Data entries
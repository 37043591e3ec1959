//! Content-model validators
//!
//! Grammar patterns are lowered ([`ast`]), compiled into deterministic
//! automata ([`compiler`], [`automaton`]) and wrapped into expressions
//! ([`expressions`]) that the batch [`validation`] walk and the incremental
//! [`iterators`] drive one token at a time.

pub mod analysis;
pub mod ast;
pub mod automaton;
pub mod checker;
pub mod compiler;
pub mod elements;
pub mod exceptions;
pub mod expressions;
pub mod iterators;
pub mod schemas;
pub mod validation;

// Re-exports
pub use analysis::SchemaAnalyzer;
pub use ast::{ContentModel, Pattern, Term, Token};
pub use automaton::{Automaton, Label, State};
pub use checker::{Checker, Finding, Rule};
pub use compiler::{CompileWarning, CompiledModel, Compiler};
pub use elements::{ElementKind, ElementSchema};
pub use exceptions::{ValidationError, ViolationKind};
pub use expressions::{
    Candidate, Consumed, Cursor, DfaExpr, ExprState, Expression, FirstMatch, InsertSide,
    InterleaveExpr, PreferUnfinished, TieBreak,
};
pub use iterators::ValidatingChildIter;
pub use schemas::{ElementDecl, Grammar, Schema};
pub use validation::{ValidationContext, ValidationMode, Validator};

▸ PROMPT
Repeat, without changes, every line from the one that contains "pub mod schemas;" through the final line of the data.

▸ SOLVED PROBLEM
pub mod schemas;
pub mod validation;

// Re-exports
pub use analysis::SchemaAnalyzer;
pub use ast::{ContentModel, Pattern, Term, Token};
pub use automaton::{Automaton, Label, State};
pub use checker::{Checker, Finding, Rule};
pub use compiler::{CompileWarning, CompiledModel, Compiler};
pub use elements::{ElementKind, ElementSchema};
pub use exceptions::{ValidationError, ViolationKind};
pub use expressions::{
    Candidate, Consumed, Cursor, DfaExpr, ExprState, Expression, FirstMatch, InsertSide,
    InterleaveExpr, PreferUnfinished, TieBreak,
};
pub use iterators::ValidatingChildIter;
pub use schemas::{ElementDecl, Grammar, Schema};
pub use validation::{ValidationContext, ValidationMode, Validator};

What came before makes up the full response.